Similar things occur in South-East Asian languages. Nick Enfield has described it for Lao and calls it 'Echo formative reduplication' (§12.4.1 in his 2007 Grammar of Lao). In the Lao case the vowel is changed:
There is a morphologically productive strategy by which echo-formatives are derived through alliterative reduplication. For words with back vowels, an echo-formative is derived by replacing the vowel with a front vowel at the same height. For instance, a derived echo-formative for khuq1 ‘bucket’ would be khiq1; for loong1 ‘coffin’ would be lˆeˆeng1; for c`o`ok5 ‘cup’ would be c`e`ek5; for k`ua3 ‘salt’ would be kia3.
Example:
b`oø mii2 c`o`ok5 mii2 c`e`ek5
NEG there.is cup there.is cup.ECHO
‘There aren’t any cups or whatever.’
A similar strategy, but involving modified initial consonants, is available in Semai and more generally in Aslian languages (Tufvesson p.c.).
Another interesting variation on the theme is found in Kri, a Vietic language of Laos:
There are lexically specified elaborative couplets, where a standard word has a lexically specified double (an 'echo-formative'), which appears nowhere else but in the couplet:
rvaajq ‘spirit/soul’
rvaajq rlôông ‘spirit/soul and that sort of thing’
thrừang ‘stuff’
thrừang thràw ‘stuff and that sort of thing’
pừn ‘grass’
pừn pòòt ‘grass and that sort of thing’
hưưt ‘tobacco’
hưưt hooj ‘tobacco and that sort of thing’
(Enfield & Diffloth to appear, p. 47)
So in this case the first consonant stays the same and it's the coda that gets modified, although the forms seem not always predictable.

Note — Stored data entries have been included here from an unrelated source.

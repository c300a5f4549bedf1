use crate::models::{HourlyTable, PathTotals};
use std::collections::BTreeMap;

/// Per-path obligation (`vobl`) and option (`vopt`) valuations, ordered by
/// path label. Paths never interact.
pub fn compute_totals(hourly: &HourlyTable) -> Vec<PathTotals> {
    let mut totals: BTreeMap<&str, (f64, f64)> = BTreeMap::new();

    for row in hourly.rows() {
        let (vobl, vopt) = totals.entry(row.path.as_str()).or_insert((0.0, 0.0));
        *vobl += row.v_hourly;
        *vopt += row.v_hourly.max(0.0);
    }

    totals
        .into_iter()
        .map(|(path, (vobl, vopt))| PathTotals {
            path: path.to_string(),
            vobl,
            vopt,
        })
        .collect()
}
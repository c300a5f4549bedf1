use clap::{Parser, ValueEnum};
use log::{error, info};
use path_engine::models::{DEFAULT_NODE_I, DEFAULT_NODE_J};
use path_engine::{run, NodePair, PathValueError, PipelineConfig, TotalsFormat};
use std::path::PathBuf;
use std::process::ExitCode;

#[derive(Parser)]
#[command(name = "path_values")]
#[command(about = "Compute hourly path values for a node pair and its reverse from a CSV with columns h, n, rho, gamma, v, df")]
struct Args {
    /// Path to input CSV with columns: h, n, rho, gamma, v, df
    #[arg(long)]
    input: PathBuf,

    /// Path to write per-hour path values CSV (columns: h, path, v_hourly)
    #[arg(long)]
    output_hourly: PathBuf,

    /// Source node of the forward path
    #[arg(long, default_value = DEFAULT_NODE_I)]
    node_i: String,

    /// Sink node of the forward path
    #[arg(long, default_value = DEFAULT_NODE_J)]
    node_j: String,

    /// Print vobl and vopt totals per path to stdout
    #[arg(long)]
    print_totals: bool,

    /// Format of the printed totals
    #[arg(long, value_enum, default_value = "text")]
    totals_format: SummaryFormat,
}

#[derive(Clone, ValueEnum)]
enum SummaryFormat {
    Text,
    Json,
}

impl Args {
    fn into_config(self) -> Result<PipelineConfig, PathValueError> {
        let nodes = NodePair::new(self.node_i, self.node_j)?;
        let mut config = PipelineConfig::new(self.input, self.output_hourly).with_nodes(nodes);

        if self.print_totals {
            config = config.with_totals(match self.totals_format {
                SummaryFormat::Text => TotalsFormat::Text,
                SummaryFormat::Json => TotalsFormat::Json,
            });
        }

        Ok(config)
    }
}

fn main() -> ExitCode {
    env_logger::init();
    let args = Args::parse();

    let outcome = args.into_config().and_then(|config| {
        info!(
            "Valuing path {} from {}",
            config.nodes.forward_label(),
            config.input.display()
        );
        run(&config)
    });

    match outcome {
        Ok(report) => {
            if let Some(summary) = report.summary {
                println!("{}", summary);
            }
            info!(
                "Done: {} usable rows, {} hourly rows written",
                report.stats.usable_rows, report.hourly_rows
            );
            ExitCode::SUCCESS
        }
        Err(err) => {
            error!("{:?} failure", err.failure_class());
            eprintln!("{}", err);
            ExitCode::from(err.exit_code())
        }
    }
}
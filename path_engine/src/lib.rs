pub mod calculator;
pub mod data_loader;
pub mod error;
pub mod models;
pub mod pipeline;
pub mod schema;
pub mod totals;
pub mod writer;

pub use calculator::{compute_hourly_values, PathValueCalculator};
pub use data_loader::{DataLoader, RawTable};
pub use error::{FailureClass, PathValueError};
pub use models::{HourlyPathValue, HourlyTable, LoadStats, NodePair, PathTotals, RawRecord, TotalsFormat};
pub use pipeline::{run, PipelineConfig, PipelineReport};
pub use schema::validate_columns;
pub use totals::compute_totals;
use crate::calculator::PathValueCalculator;
use crate::data_loader::DataLoader;
use crate::error::Result;
use crate::models::{LoadStats, NodePair, PathTotals, TotalsFormat};
use crate::schema::validate_columns;
use crate::totals::compute_totals;
use crate::writer::{render_totals, write_hourly_csv};
use log::info;
use std::path::PathBuf;

#[derive(Debug, Clone)]
pub struct PipelineConfig {
    pub input: PathBuf,
    pub output_hourly: PathBuf,
    pub nodes: NodePair,
    pub print_totals: bool,
    pub totals_format: TotalsFormat,
}

impl PipelineConfig {
    pub fn new(input: impl Into<PathBuf>, output_hourly: impl Into<PathBuf>) -> Self {
        Self {
            input: input.into(),
            output_hourly: output_hourly.into(),
            nodes: NodePair::default(),
            print_totals: false,
            totals_format: TotalsFormat::default(),
        }
    }

    pub fn with_nodes(mut self, nodes: NodePair) -> Self {
        self.nodes = nodes;
        self
    }

    pub fn with_totals(mut self, format: TotalsFormat) -> Self {
        self.print_totals = true;
        self.totals_format = format;
        self
    }
}

#[derive(Debug, Clone)]
pub struct PipelineReport {
    pub stats: LoadStats,
    pub hourly_rows: usize,
    pub totals: Vec<PathTotals>,
    /// Rendered console summary, present when totals were requested.
    pub summary: Option<String>,
}

/// Read, validate, value and write in a single pass.
pub fn run(config: &PipelineConfig) -> Result<PipelineReport> {
    info!("Reading {}", config.input.display());
    let table = DataLoader::read_table(&config.input)?;

    validate_columns(&table)?;

    let calculator = PathValueCalculator::new(config.nodes.clone());
    let (hourly, stats) = calculator.calculate(&table)?;

    write_hourly_csv(&config.output_hourly, &hourly)?;
    info!(
        "Wrote {} hourly rows to {}",
        hourly.len(),
        config.output_hourly.display()
    );

    let totals = compute_totals(&hourly);
    let summary = if config.print_totals {
        Some(render_totals(&totals, config.totals_format)?)
    } else {
        None
    };

    Ok(PipelineReport {
        stats,
        hourly_rows: hourly.len(),
        totals,
        summary,
    })
}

The semantics are quite similar to those described in your post.
Thanks mark, that's some good stuff there! The second book I linked too also includes some examples from South-East Asia, alas, Google won't let us see them.
The obvious connection I have failed to make until now is reduplication in Austronesian languages, more specifically the partial kind. And indeed there seems to be something very similar in Indonesian. At the very least the first example - "sayur-mayur" = "(all kinds of) vegetables" - seems to be right on the money.
So linguists say "to appear" instead of "in press"?
Fascinating, those cultural differences...
(Oops, I already said "fascinating" on this thread. Sorry.)
You seem to have overlooked the anonymous commenter's evidence for the circumfix replica ... watches with roughly the same function in English.